En su novela 'Todas las lluvias', Rosario López narra la historia de Rocío, una mujer que está deprimida y que desde esa amarga atalaya contempla la indiferencia del mundo ante el dolor. Un dolor que, en principio, es el suyo propio, pero que encierra el ... dolor en general. La novela habla de la anestésica impavidez que en esta época parece reinar entre las personas. Una forma de comportarse que las lleva a no querer saber nada de los otros. No solo del vecino sino, incluso, de aquellos con quienes se comparte un piso. Recordé esta lectura cuando leí la reciente noticia sobre el joven inquilino que asesinó a su casera en un inmueble de Carabanchel.
El asesino se llama Jonathan, tiene 21 años, es venezolano y trabajaba como «rider». Él mismo fue hasta la comisaría a confesar su crimen. La víctima se llamaba Sara, tenía 30 años y subarrendaba tres de las cuatro habitaciones del piso. Todo parece apuntar a una discusión relacionada con el arrendamiento. Un crimen sin mayor enigma, se diría. El asesino no tenía antecedentes penales. Por supuesto, el hecho de que sea venezolano, un «rider» venezolano, además, para acentuar el cliché sobre mis compatriotas, me inclina a una interesada compasión, a tratar de imaginar o entender qué pudo estar pasando en la vida de ese muchacho para hacerle lo que le hizo a Sara y, por extensión, a la familia de la víctima y a la suya propia.
Hace poco tuve la oportunidad de asistir a un club de lectura en el Centro Penitenciario Málaga II, en Archidona. Un grupo de reclusos había leído mi libro 'Venecos' y Sonia, la organizadora, me invitó a conversar con ellos. Muchos de los reclusos, me comentó, estaban allí por haber cometido un solo error. Un solo momento de extravío, que por supuesto era la síntesis de muchos errores y equivocaciones invisibles, que los había llevado a cometer un delito y terminar presos.
Aquella impresión la confirmé durante el encuentro.
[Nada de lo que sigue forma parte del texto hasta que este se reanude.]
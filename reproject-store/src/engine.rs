use async_trait::async_trait;
use dyn_clone::DynClone;

use crate::{
    cursor::{CursorType, QueryResult},
    error::Result,
    event::{Event, EventFilter, WriteEvent},
};

#[cfg(feature = "memory")]
mod memory;
#[cfg(feature = "pg")]
mod pg;

#[cfg(feature = "memory")]
pub use memory::*;
#[cfg(feature = "pg")]
pub use pg::*;

#[async_trait]
pub trait Engine: DynClone + Send + Sync {
    /// Creates the event and replayed-id tables when missing.
    async fn migrate(&self) -> Result<()>;

    async fn append(&self, events: Vec<WriteEvent>) -> Result<Vec<Event>>;

    async fn read(
        &self,
        filter: &EventFilter,
        first: u16,
        after: Option<CursorType>,
    ) -> Result<QueryResult<Event>>;

    /// Ordering token below which every transaction is committed.
    async fn snapshot_marker(&self) -> Result<i64>;

    /// Counts events of the given types written at or after `marker`.
    async fn count_since(&self, event_types: &[String], marker: i64) -> Result<i64>;

    async fn truncate_replayed(&self) -> Result<()>;
    async fn record_replayed(&self, ids: &[i64]) -> Result<()>;
    async fn is_replayed(&self, id: i64) -> Result<bool>;
    async fn replayed_count(&self) -> Result<i64>;
}

dyn_clone::clone_trait_object!(Engine);
use base64::{
    alphabet,
    engine::{general_purpose, GeneralPurpose},
    Engine,
};
use serde::{Deserialize, Serialize};
use std::str::FromStr;

use crate::error::{Result, StoreError};

/// Opaque position in an ordered read, handed back to continue after the
/// last returned node.
#[derive(Debug, PartialEq, Eq, Deserialize, Serialize, Clone)]
pub struct CursorType(pub String);

impl From<String> for CursorType {
    fn from(val: String) -> Self {
        CursorType(val)
    }
}

impl AsRef<[u8]> for CursorType {
    fn as_ref(&self) -> &[u8] {
        self.0.as_bytes()
    }
}

/// Keyset pagination over the columns returned by [`Cursor::keys`].
///
/// A cursor is the `|` joined serialized key values, base64 encoded. Reads
/// resume strictly after the node the cursor was taken from.
pub trait Cursor: Sized {
    fn keys() -> Vec<&'static str>;
    fn serialize(&self) -> Vec<String>;
    fn deserialize(values: Vec<&str>) -> Result<Self>;

    fn deserialize_as<D: FromStr>(field: &str, value: Option<&&str>) -> Result<D> {
        let value = value.ok_or_else(|| StoreError::Cursor(format!("missing field {field}")))?;

        value
            .parse::<D>()
            .map_err(|_| StoreError::Cursor(format!("invalid {field} `{value}`")))
    }

    fn to_cursor(&self) -> CursorType {
        let data = self.serialize().join("|");
        let engine = GeneralPurpose::new(&alphabet::URL_SAFE, general_purpose::PAD);

        CursorType(engine.encode(data))
    }

    fn from_cursor(cursor: &CursorType) -> Result<Self> {
        let engine = GeneralPurpose::new(&alphabet::URL_SAFE, general_purpose::PAD);
        let decoded = engine.decode(cursor)?;
        let data = std::str::from_utf8(&decoded)?;

        Self::deserialize(data.split('|').collect())
    }

    fn to_pg_order() -> String {
        Self::keys()
            .iter()
            .map(|key| format!("{key} ASC"))
            .collect::<Vec<_>>()
            .join(", ")
    }
}

#[derive(Debug, PartialEq, Serialize, Deserialize)]
pub struct Edge<N> {
    pub cursor: CursorType,
    pub node: N,
}

impl<N: Cursor> From<N> for Edge<N> {
    fn from(value: N) -> Self {
        Self {
            cursor: value.to_cursor(),
            node: value,
        }
    }
}

#[derive(Default, Debug, PartialEq, Serialize, Deserialize)]
pub struct PageInfo {
    pub has_next_page: bool,
    pub end_cursor: Option<CursorType>,
}

#[derive(Default, Debug, PartialEq, Serialize, Deserialize)]
pub struct QueryResult<N> {
    pub edges: Vec<Edge<N>>,
    pub page_info: PageInfo,
}

impl<N: Cursor> QueryResult<N> {
    /// Builds a forward page from `first + 1` fetched nodes, the extra node
    /// only signalling that another page exists.
    pub fn forward(mut nodes: Vec<N>, first: u16) -> Self {
        let has_next_page = nodes.len() > usize::from(first);

        if has_next_page {
            nodes.truncate(usize::from(first));
        }

        let edges: Vec<Edge<N>> = nodes.into_iter().map(Edge::from).collect();
        let end_cursor = edges.last().map(|edge| edge.cursor.clone());

        Self {
            edges,
            page_info: PageInfo {
                has_next_page,
                end_cursor,
            },
        }
    }
}
/// Where the view schema stands relative to the target version.
#[derive(Debug, Clone, PartialEq, Eq)]
pub enum MigrationStatus {
    UpToDate {
        current: Version,
    },
    Pending {
        current: Version,
        pending: Version,
    },
    OnlineRunning {
        from: Version,
        to: Version,
    },
    OnlineFinished {
        from: Version,
        to: Version,
        transactions_behind: i64,
        pending_events: i64,
    },
    OfflineRunning {
        from: Version,
        to: Version,
    },
}

impl fmt::Display for MigrationStatus {
    fn fmt(&self, f: &mut fmt::Formatter<'_>) -> fmt::Result {
        match self {
            MigrationStatus::UpToDate { current } => {
                write!(f, "Current version {current}, no pending changes")
            }
            MigrationStatus::Pending { current, pending } => {
                write!(f, "Current version {current}, pending version {pending}")
            }
            MigrationStatus::OnlineRunning { from, to } => {
                write!(f, "Online migration from {from} to {to} is running")
            }
            MigrationStatus::OnlineFinished {
                from,
                to,
                transactions_behind,
                pending_events,
            } => write!(
                f,
                "Online migration from {from} to {to} is finished.\n{transactions_behind} transactions behind current state ({pending_events} pending events)."
            ),
            MigrationStatus::OfflineRunning { from, to } => {
                write!(f, "Offline migration from {from} to {to} is running")
            }
        }
    }
}

/// Outcome of [`ViewSchema::migrate_dryrun`].
#[derive(Debug, Clone, PartialEq, Eq)]
pub struct DryRun {
    pub projectors: Vec<String>,
    pub events: usize,
    pub records: usize,
    pub elapsed: Duration,
}

/// Migrates the view schema to the target version of its [`Migrations`].
///
/// A migration runs in two steps. [`ViewSchema::migrate_online`] builds the
/// new tables while the application keeps writing events, then
/// [`ViewSchema::migrate_offline`], run while no events are written, replays
/// what the online step missed and swaps the tables.
pub struct ViewSchema {
    views: ViewStore,
    store: Store,
    migrations: Migrations,
    config: ViewSchemaConfig,
    ledger: VersionLedger,
    executor: Executor,
    replayer: Replayer,
    plan: OnceCell<Plan>,
}

impl ViewSchema {
    pub fn new(views: ViewStore, store: Store, migrations: Migrations) -> Self {
        Self::with_config(views, store, migrations, ViewSchemaConfig::default())
    }

    pub fn with_config(
        views: ViewStore,
        store: Store,
        migrations: Migrations,
        config: ViewSchemaConfig,
    ) -> Self {
        let table_names = TableNames::new(&migrations.tables());

        Self {
            ledger: VersionLedger::new(views.clone(), store.clone()),
            executor: Executor::new(views.clone(), table_names),
            replayer: Replayer::new(store.clone(), config.clone()),
            views,
            store,
            migrations,
            config,
            plan: OnceCell::new(),
        }
    }

    pub fn views(&self) -> &ViewStore {
        &self.views
    }

    pub fn ledger(&self) -> &VersionLedger {
        &self.ledger
    }

    pub fn config(&self) -> &ViewSchemaConfig {
        &self.config
    }

    pub fn migrations(&self) -> &Migrations {
        &self.migrations
    }

    /// Logical table bindings, shared with every persistor of this schema.
    pub fn table_names(&self) -> TableNames {
        self.executor.table_names().clone()
    }

    /// Ambient persistor writing into the currently bound tables.
    pub fn persistor(&self) -> ReplayPersistor {
        ReplayPersistor::new(self.views.clone(), self.table_names())
    }

    pub async fn current_version(&self) -> Result<Version> {
        self.ledger.current_version().await
    }

    /// Plan from the current version to the target, computed once.
    pub async fn plan(&self) -> Result<&Plan> {
        self.plan
            .get_or_try_init(|| async {
                let current = self.current_version().await?;

                Planner::new(&self.migrations).plan(current, self.migrations.target())
            })
            .await
    }

    /// Creates the version ledger, event and replayed id tables.
    pub async fn create_view_schema_if_not_exists(&self) -> Result<()> {
        self.migrate_metadata_tables().await
    }

    pub async fn migrate_metadata_tables(&self) -> Result<()> {
        self.views.migrate().await?;
        self.store.migrate().await?;

        Ok(())
    }

    /// Creates every managed table under its live name and records the target
    /// version as done, without replaying anything.
    pub async fn create_view_tables(&self) -> Result<()> {
        self.create_view_schema_if_not_exists().await?;

        let target = self.migrations.target();

        if target == self.current_version().await? {
            return Ok(());
        }

        for table in self.migrations.tables() {
            let mut changes = vec![Change::CreateTable {
                table: table.table_ref(None),
                statements: table.create_statements(None),
            }];

            let indexes = table.index_statements(None);

            if !indexes.is_empty() {
                changes.push(Change::CreateIndexes {
                    table: table.name.to_owned(),
                    statements: indexes,
                });
            }

            self.views.execute(changes).await?;
        }

        self.ledger.create_done(target).await
    }

    /// Replays every projector into the currently bound tables.
    pub async fn replay_all(&self, group_exponent: u32) -> Result<usize> {
        let ctx = ReplayContext::new(self.migrations.projectors(), Box::new(self.persistor()));

        self.replayer
            .replay(ctx, groups(group_exponent)?, false)
            .await
    }

    /// First step of a migration, run while the application is running.
    ///
    /// Creates `<table>_<target>` for every replayed table, replays every
    /// event into them while recording replayed ids, then leaves the live
    /// tables bound. Any failure after the version is claimed rolls back.
    pub async fn migrate_online(&self) -> Result<()> {
        self.migrate_metadata_tables().await?;

        let plan = self.plan().await?;
        let target = self.migrations.target();
        let current = self.current_version().await?;

        if target == current {
            return Ok(());
        }

        ensure_version_correct(current, target)?;

        info!("Start migrate_online for version {target}");

        match self.run_online(plan, current).await {
            Ok(()) => {
                info!("Done migrate_online for version {target}");
                Ok(())
            }
            Err(e) if !e.should_rollback() => Err(e),
            Err(e) => {
                self.rollback_migration(plan, current).await;
                Err(e)
            }
        }
    }

    async fn run_online(&self, plan: &Plan, current: Version) -> Result<()> {
        let target = plan.target;

        self.ledger.start_online(target).await?;
        self.store.truncate_replayed().await?;
        self.executor
            .drop_old_tables(
                current,
                target,
                self.config.old_version_lookback,
                &self.migrations.table_names(),
            )
            .await?;
        self.executor.execute_online(plan).await?;

        let projectors = plan.projectors();

        if !projectors.is_empty() {
            let ctx =
                ReplayContext::new(projectors, Box::new(self.persistor())).record_replayed(true);

            self.replayer
                .replay(ctx, groups(self.config.online_group_exponent)?, false)
                .await?;
        }

        self.executor
            .create_indexes_after_execute_online(plan)
            .await?;
        self.executor.reset_table_names(plan);
        self.ledger.end_online(target).await
    }

    /// Last step of a migration. No events may be written while it runs.
    ///
    /// Replays the events the online step did not, then in one transaction
    /// retires the live tables as `<table>_<current>`, promotes the new ones
    /// and marks the version done.
    pub async fn migrate_offline(&self) -> Result<()> {
        let target = self.migrations.target();
        let current = self.current_version().await?;

        if target == current {
            return Ok(());
        }

        ensure_version_correct(current, target)?;

        let plan = self.plan().await?;

        match self.ledger.start_offline(target).await {
            Ok(()) => {}
            Err(MigrationError::MigrationAlreadyDone(_)) => return Ok(()),
            Err(e) => return Err(e),
        }

        info!("Start migrate_offline for version {target}");

        match self.run_offline(plan, current).await {
            Ok(()) => {
                info!("Migrated to version {target}");
                Ok(())
            }
            Err(MigrationError::MigrationAlreadyDone(_)) => Ok(()),
            Err(e) if !e.should_rollback() => Err(e),
            Err(e) => {
                self.rollback_migration(plan, current).await;
                Err(e)
            }
        }
    }

    async fn run_offline(&self, plan: &Plan, current: Version) -> Result<()> {
        self.executor.set_table_names_to_new_version(plan);

        let projectors = plan.projectors();

        if !projectors.is_empty() {
            let ctx = ReplayContext::new(projectors, Box::new(self.persistor()));

            self.replayer
                .replay(ctx, groups(self.config.offline_group_exponent)?, true)
                .await?;
        }

        let mut changes = self.executor.execute_offline(plan, current).await?;
        changes.push(VersionLedger::end_offline_change(plan.target));

        self.views.execute(changes).await.map_err(|e| match e {
            MigrationError::UnexpectedPhase { version, .. } => {
                MigrationError::ConcurrentMigration(format!(
                    "version {version} is no longer {}",
                    Phase::OfflineRunning
                ))
            }
            e => e,
        })?;

        self.executor.reset_table_names(plan);
        self.store.truncate_replayed().await?;

        Ok(())
    }

    /// Replays the matching projectors over a slice of the groups without
    /// writing anything, to measure throughput.
    ///
    /// Projectors with a dedicated replay persistor are skipped.
    pub async fn migrate_dryrun(
        &self,
        pattern: Option<&str>,
        group_exponent: u32,
        limit: Option<usize>,
        offset: Option<usize>,
    ) -> Result<DryRun> {
        let persistor = self.persistor();
        let pattern = pattern.unwrap_or("*");

        let projectors = self
            .migrations
            .projectors()
            .into_iter()
            .filter(|p| {
                p.replay_persistor(&persistor).is_none() && glob_match(pattern, &p.name())
            })
            .collect::<Vec<Arc<dyn Projector>>>();

        let names = projectors.iter().map(|p| p.name()).collect::<Vec<_>>();
        let started = Instant::now();

        if projectors.is_empty() {
            info!("Dry run found no projector matching {pattern}");

            return Ok(DryRun {
                projectors: names,
                events: 0,
                records: 0,
                elapsed: started.elapsed(),
            });
        }

        info!(
            "Dry run using the following projectors: {}",
            names.join(", ")
        );

        let observer = Arc::new(DryRunObserver::default());
        let ctx = ReplayContext::new(projectors, Box::new(persistor))
            .policy(TransactionPolicy::Discard)
            .observer(observer.clone());

        let events = self
            .replayer
            .replay(ctx, groups_with(group_exponent, limit, offset)?, false)
            .await?;

        let elapsed = started.elapsed();

        info!(
            "Done migrate_dryrun for version {} in {:.2} s",
            self.migrations.target(),
            elapsed.as_secs_f64()
        );

        Ok(DryRun {
            projectors: names,
            events,
            records: observer.records(),
            elapsed,
        })
    }

    pub async fn status(&self) -> Result<MigrationStatus> {
        let pending = self.migrations.target();
        let latest_done = self
            .ledger
            .latest_done()
            .await?
            .map(|entry| entry.version)
            .unwrap_or(Version::ZERO);

        let Some(latest) = self.ledger.latest().await? else {
            return Ok(if pending == Version::ZERO {
                MigrationStatus::UpToDate {
                    current: Version::ZERO,
                }
            } else {
                MigrationStatus::Pending {
                    current: Version::ZERO,
                    pending,
                }
            });
        };

        let status = match latest.phase {
            Phase::Done if latest.version == pending => MigrationStatus::UpToDate {
                current: latest.version,
            },
            Phase::Done => MigrationStatus::Pending {
                current: latest.version,
                pending,
            },
            Phase::OnlineRunning => MigrationStatus::OnlineRunning {
                from: latest_done,
                to: latest.version,
            },
            Phase::OnlineFinished => {
                let marker = latest.snapshot_marker.unwrap_or_default();
                let types = event_types(&self.plan().await?.projectors());

                MigrationStatus::OnlineFinished {
                    from: latest_done,
                    to: latest.version,
                    transactions_behind: self.store.snapshot_marker().await? - marker,
                    pending_events: self.store.count_since(&types, marker).await?,
                }
            }
            Phase::OfflineRunning => MigrationStatus::OfflineRunning {
                from: latest_done,
                to: latest.version,
            },
        };

        Ok(status)
    }

    /// Undoes an unfinished migration. Failures are logged, the caller
    /// returns the error that triggered the rollback.
    async fn rollback_migration(&self, plan: &Plan, current: Version) {
        error!("Rollback migration to version {}", plan.target);

        if let Err(e) = self
            .executor
            .drop_old_tables(
                current,
                plan.target,
                self.config.old_version_lookback,
                &self.migrations.table_names(),
            )
            .await
        {
            error!("failed to drop tables of version {}: {e}", plan.target);
        }

        if let Err(e) = self.store.truncate_replayed().await {
            error!("failed to truncate replayed ids: {e}");
        }

        self.executor.reset_table_names(plan);

        if let Err(e) = self.ledger.rollback(plan.target).await {
            error!("failed to rollback version {}: {e}", plan.target);
        }
    }
}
La mayoría de los participantes parecían personas comunes y corrientes. Inofensivas. Y puede que, de hecho, lo fueran. Salvo por los hechos que los condujeron allí. ¿Qué falló? ¿Qué mecanismos de contención, tanto individuales como sociales, no se activaron?
En su más reciente libro, 'Cosas inútiles que te contaría', Rosario López vuelve a sus temas dominantes, como las enfermedades mentales y la precariedad laboral y económica. En uno de los cuentos, la narradora le habla a su marido, que se ha suicidado: «Me encantaría que me dijeras ahora algo que no te gusta, que te quejases de lo mínimo, como yo me quejaba de los vecinos. Creo que quien se queja se salva».
¿Habría tenido Jonathan alguien con quien quejarse? Por lo que refleja la nota de prensa publicada en ABC, firmada por Carlos Hidalgo, es obvio que no: «Una tercera moradora del piso informó de que ella trabajaba de siete de la tarde a siete de la mañana y que, por eso, en el momento del suceso no se encontraba allí. Tampoco el cuarto inquilino. Pero que en los cuatro meses que llevaba en la vivienda no se habían producido discusiones, que ella supiera. Lo cierto es que esta mujer no sabía ni el nombre de los otros dos varones con los que convivía, solo el de Sara: 'El piso es de una empresa, que es a la que yo le pago la renta'».
Queda la duda de por qué esta tercera moradora pagaba su renta a una empresa mientras que los otros dos inquilinos se la pagaban a Sara. Detrás de esta pregunta doméstica quedarán muchas otras ya sin respuesta, borradas por la tragedia de una queja silenciosa que asfixia a otra.